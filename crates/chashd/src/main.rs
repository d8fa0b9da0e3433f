//! chashd entry point.
//!
//! Builds the engine from command-line configuration and runs the
//! reconciliation scheduler until interrupted.

use clap::Parser;
use log::{info, warn};
use std::process::ExitCode;
use std::time::Duration;

use chashd::{
    ChashDaemon, ChashDaemonConfig, ChashOrchConfig, ConsistentHashOrch, CostModel, PoolConfig,
    ResourcePool,
};

/// Consistent-hash ECMP group manager daemon
#[derive(Parser, Debug)]
#[command(name = "chashd")]
#[command(author, version, about, long_about = None)]
struct Args {
    /// Group-table budget in abstract resource units
    #[arg(long, default_value = "1024")]
    capacity: u64,

    /// Flat cost of a consistent-hash group
    #[arg(long, default_value = "64")]
    consistent_cost: u64,

    /// Per-member cost of a plain group
    #[arg(long, default_value = "1")]
    member_cost: u64,

    /// Reconciliation tick interval in milliseconds
    #[arg(long, default_value = "1000")]
    tick_interval: u64,

    /// Seconds the system must stay resolved before the sharing shortcut
    /// is trusted
    #[arg(long, default_value = "120")]
    stable_hysteresis: u64,

    /// Allocate plain (per-member cost) groups instead of consistent-hash
    /// groups
    #[arg(long)]
    plain_groups: bool,

    /// Log level (trace, debug, info, warn, error)
    #[arg(short = 'l', long, default_value = "info")]
    log_level: String,

    /// Dump the final state snapshot as JSON on shutdown
    #[arg(long)]
    dump_state: bool,
}

#[tokio::main]
async fn main() -> ExitCode {
    let args = Args::parse();

    env_logger::Builder::from_env(env_logger::Env::default().default_filter_or(&args.log_level))
        .init();

    info!("====================================================================");
    info!("Starting chashd");
    info!("====================================================================");
    info!("Pool capacity: {} units", args.capacity);
    info!(
        "Cost model: consistent={} per-member={}",
        args.consistent_cost, args.member_cost
    );
    info!("Tick interval: {}ms", args.tick_interval);
    info!("Stable hysteresis: {}s", args.stable_hysteresis);
    info!(
        "Admin mode: {}",
        if args.plain_groups { "plain" } else { "consistent" }
    );

    let pool = ResourcePool::new(PoolConfig {
        capacity: args.capacity,
        cost_model: CostModel {
            consistent_cost: args.consistent_cost,
            member_cost: args.member_cost,
        },
    });

    let engine = ConsistentHashOrch::new(
        ChashOrchConfig {
            stable_hysteresis: Duration::from_secs(args.stable_hysteresis),
            admin_consistent: !args.plain_groups,
        },
        pool,
    );

    let mut daemon = ChashDaemon::new(
        engine,
        ChashDaemonConfig {
            tick_interval: Duration::from_millis(args.tick_interval),
        },
    );

    daemon.run();
    info!("Scheduler running; waiting for shutdown signal");

    match tokio::signal::ctrl_c().await {
        Ok(()) => warn!("Received SIGINT, shutting down"),
        Err(err) => {
            warn!("Failed to listen for ctrl-c: {}", err);
        }
    }

    daemon.stop();

    if args.dump_state {
        let snapshot = daemon.snapshot().await;
        match serde_json::to_string_pretty(&snapshot) {
            Ok(json) => println!("{}", json),
            Err(err) => warn!("Failed to serialize state snapshot: {}", err),
        }
    }

    info!("chashd shutdown complete");
    ExitCode::SUCCESS
}
//! The resource pool: capacity accounting and the driver boundary.

use chash_types::{Nexthop, Prefix};
use log::{debug, info};
use std::collections::{BTreeSet, HashMap};
use std::sync::Arc;

use crate::error::{PoolError, PoolResult};
use crate::types::{ActualGroup, GroupId, PoolConfig};

/// Driver boundary for hardware group programming.
///
/// The pool performs all accounting itself and notifies the driver of each
/// state change through this trait. Calls are synchronous and bounded; a
/// driver must not block on I/O here. The default [`NullCallbacks`] makes
/// the pool usable standalone in tests and tooling.
pub trait PoolCallbacks: Send + Sync {
    /// A group was allocated and programmed with the given members.
    fn on_group_created(&self, id: GroupId, members: &BTreeSet<Nexthop>, consistent: bool);

    /// An existing group's membership was rewritten in place.
    fn on_group_members_set(&self, id: GroupId, members: &BTreeSet<Nexthop>);

    /// A group was removed from hardware.
    fn on_group_removed(&self, id: GroupId);

    /// Traffic bound to `old` is redirected to `new` (glitch-free cutover).
    fn on_group_replaced(&self, old: GroupId, new: GroupId);

    /// The forwarding entry for `prefix` was bound to `group`.
    fn on_route_programmed(&self, prefix: &Prefix, group: GroupId);
}

/// No-op driver, for tests and standalone use.
#[derive(Debug, Default)]
pub struct NullCallbacks;

impl PoolCallbacks for NullCallbacks {
    fn on_group_created(&self, _id: GroupId, _members: &BTreeSet<Nexthop>, _consistent: bool) {}
    fn on_group_members_set(&self, _id: GroupId, _members: &BTreeSet<Nexthop>) {}
    fn on_group_removed(&self, _id: GroupId) {}
    fn on_group_replaced(&self, _old: GroupId, _new: GroupId) {}
    fn on_route_programmed(&self, _prefix: &Prefix, _group: GroupId) {}
}

/// Fixed-capacity budget of abstract hardware resource units.
///
/// Every live group has a recorded charge; deleting the group refunds
/// exactly that charge, so the committed total can never drift from the
/// sum of live groups. Allocation failures leave the budget untouched.
pub struct ResourcePool {
    config: PoolConfig,
    available: u64,
    /// Charge recorded per live group, refunded on delete.
    charges: HashMap<GroupId, u64>,
    next_id: u64,
    callbacks: Arc<dyn PoolCallbacks>,
}

impl std::fmt::Debug for ResourcePool {
    fn fmt(&self, f: &mut std::fmt::Formatter<'_>) -> std::fmt::Result {
        f.debug_struct("ResourcePool")
            .field("capacity", &self.config.capacity)
            .field("available", &self.available)
            .field("live_groups", &self.charges.len())
            .finish()
    }
}

impl ResourcePool {
    /// Creates a pool with the given configuration and a no-op driver.
    pub fn new(config: PoolConfig) -> Self {
        let available = config.capacity;
        Self {
            config,
            available,
            charges: HashMap::new(),
            next_id: 1,
            callbacks: Arc::new(NullCallbacks),
        }
    }

    /// Installs the driver callbacks.
    pub fn set_callbacks(&mut self, callbacks: Arc<dyn PoolCallbacks>) {
        self.callbacks = callbacks;
    }

    /// Returns the total budget.
    pub fn capacity(&self) -> u64 {
        self.config.capacity
    }

    /// Returns the unallocated budget.
    pub fn available(&self) -> u64 {
        self.available
    }

    /// Returns the committed cost across all live groups.
    pub fn used(&self) -> u64 {
        self.config.capacity - self.available
    }

    /// Returns the number of live groups.
    pub fn group_count(&self) -> usize {
        self.charges.len()
    }

    /// Allocates and programs a new group.
    ///
    /// Cost is the consistent-hash flat rate or per-member rate depending on
    /// `consistent`. On insufficient capacity nothing is charged and the
    /// caller gets the numbers back in the error.
    pub fn create_group(
        &mut self,
        members: &BTreeSet<Nexthop>,
        consistent: bool,
    ) -> PoolResult<ActualGroup> {
        if members.is_empty() {
            return Err(PoolError::EmptyGroup);
        }

        let cost = self.config.cost_model.group_cost(members.len(), consistent);
        if cost > self.available {
            return Err(PoolError::InsufficientResources {
                required: cost,
                available: self.available,
            });
        }

        self.available -= cost;
        let id = GroupId(self.next_id);
        self.next_id += 1;
        self.charges.insert(id, cost);

        self.callbacks.on_group_created(id, members, consistent);
        debug!(
            "pool: created {} ({} members, cost {}, {} left)",
            id,
            members.len(),
            cost,
            self.available
        );

        Ok(ActualGroup::new(id, members.clone(), consistent))
    }

    /// Duplicates an existing group's hardware slot.
    ///
    /// Re-requests allocation with the source group's own mode and members;
    /// same cost and failure rule as [`Self::create_group`].
    pub fn clone_group(&mut self, source: &ActualGroup) -> PoolResult<ActualGroup> {
        self.create_group(source.members(), source.is_consistent())
    }

    /// Overwrites a group's membership in place.
    ///
    /// The group's footprint class does not change, so nothing is
    /// re-charged. Only valid on groups that support in-place membership
    /// change, which in practice means immediately after a clone.
    pub fn align_group(&mut self, group: &mut ActualGroup, members: BTreeSet<Nexthop>) {
        self.callbacks.on_group_members_set(group.id(), &members);
        debug!("pool: aligned {} to {} members", group.id(), members.len());
        group.set_members(members);
    }

    /// Deletes a group, refunding its original charge.
    ///
    /// Consumes the record; the type system rules out freeing a group
    /// twice through the same record. An id the pool has no charge for is
    /// an accounting bug and aborts loudly.
    pub fn delete_group(&mut self, group: ActualGroup) {
        let cost = self
            .charges
            .remove(&group.id())
            .unwrap_or_else(|| panic!("pool: delete of unknown group {}", group.id()));

        self.available += cost;
        self.callbacks.on_group_removed(group.id());
        debug!(
            "pool: deleted {} (refund {}, {} left)",
            group.id(),
            cost,
            self.available
        );
    }

    /// Signals that traffic bound to `old` is redirected to `new`.
    ///
    /// Pure notification; no capacity change.
    pub fn replace_group(&self, old: GroupId, new: GroupId) {
        self.callbacks.on_group_replaced(old, new);
        info!("pool: replaced {} with {}", old, new);
    }

    /// Binds the forwarding entry for `prefix` to `group`.
    pub fn program_route(&self, prefix: &Prefix, group: GroupId) {
        self.callbacks.on_route_programmed(prefix, group);
        debug!("pool: programmed {} -> {}", prefix, group);
    }
}

#[cfg(test)]
mod tests {
    use super::*;
    use crate::types::CostModel;
    use pretty_assertions::assert_eq;

    fn nhset(addrs: &[&str]) -> BTreeSet<Nexthop> {
        addrs.iter().map(|a| a.parse().unwrap()).collect()
    }

    fn small_pool(capacity: u64) -> ResourcePool {
        ResourcePool::new(PoolConfig {
            capacity,
            cost_model: CostModel {
                consistent_cost: 5,
                member_cost: 1,
            },
        })
    }

    #[test]
    fn test_create_charges_per_member() {
        let mut pool = small_pool(7);
        let group = pool.create_group(&nhset(&["10.0.0.1", "10.0.0.2", "10.0.0.3"]), false).unwrap();

        assert_eq!(pool.available(), 4);
        assert_eq!(pool.used(), 3);
        assert_eq!(group.members().len(), 3);
        assert!(group.is_resolved());
        assert!(!group.is_consistent());
    }

    #[test]
    fn test_create_consistent_flat_rate() {
        let mut pool = small_pool(7);
        let group = pool.create_group(&nhset(&["10.0.0.1", "10.0.0.2"]), true).unwrap();

        assert_eq!(pool.available(), 2);
        assert!(group.is_consistent());
    }

    #[test]
    fn test_insufficient_leaves_no_partial_charge() {
        let mut pool = small_pool(2);
        let err = pool
            .create_group(&nhset(&["10.0.0.1", "10.0.0.2", "10.0.0.3"]), false)
            .unwrap_err();

        assert_eq!(
            err,
            PoolError::InsufficientResources {
                required: 3,
                available: 2
            }
        );
        assert_eq!(pool.available(), 2);
        assert_eq!(pool.group_count(), 0);
    }

    #[test]
    fn test_delete_refunds_original_cost() {
        let mut pool = small_pool(7);
        let group = pool.create_group(&nhset(&["10.0.0.1", "10.0.0.2"]), false).unwrap();
        assert_eq!(pool.available(), 5);

        pool.delete_group(group);
        assert_eq!(pool.available(), 7);
        assert_eq!(pool.group_count(), 0);
    }

    #[test]
    fn test_align_does_not_recharge() {
        let mut pool = small_pool(10);
        let mut group = pool.create_group(&nhset(&["10.0.0.1", "10.0.0.2"]), false).unwrap();
        let before = pool.available();

        pool.align_group(&mut group, nhset(&["10.0.0.3", "10.0.0.4", "10.0.0.5"]));
        assert_eq!(pool.available(), before);
        assert_eq!(group.members(), &nhset(&["10.0.0.3", "10.0.0.4", "10.0.0.5"]));
    }

    #[test]
    fn test_clone_uses_source_mode_and_members() {
        let mut pool = small_pool(12);
        let group = pool.create_group(&nhset(&["10.0.0.1", "10.0.0.2"]), true).unwrap();
        let clone = pool.clone_group(&group).unwrap();

        assert!(clone.is_consistent());
        assert_eq!(clone.members(), group.members());
        assert_ne!(clone.id(), group.id());
        assert_eq!(pool.available(), 2);
    }

    #[test]
    fn test_empty_group_rejected() {
        let mut pool = small_pool(7);
        assert_eq!(
            pool.create_group(&BTreeSet::new(), false).unwrap_err(),
            PoolError::EmptyGroup
        );
    }

    #[test]
    #[should_panic(expected = "delete of unknown group")]
    fn test_delete_unknown_group_panics() {
        let mut pool = small_pool(7);
        let mut other = small_pool(7);
        let group = other.create_group(&nhset(&["10.0.0.1"]), false).unwrap();
        pool.delete_group(group);
    }
}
○ ○ ○ ○ ○ ○ ○
What is expected:
Among the lines of the preceding data, which ones hold the word "that"? List them.

Solved exercise:
/// exactly that charge, so the committed total can never drift from the
    /// re-charged. Only valid on groups that support in-place membership
    /// Signals that traffic bound to `old` is redirected to `new`.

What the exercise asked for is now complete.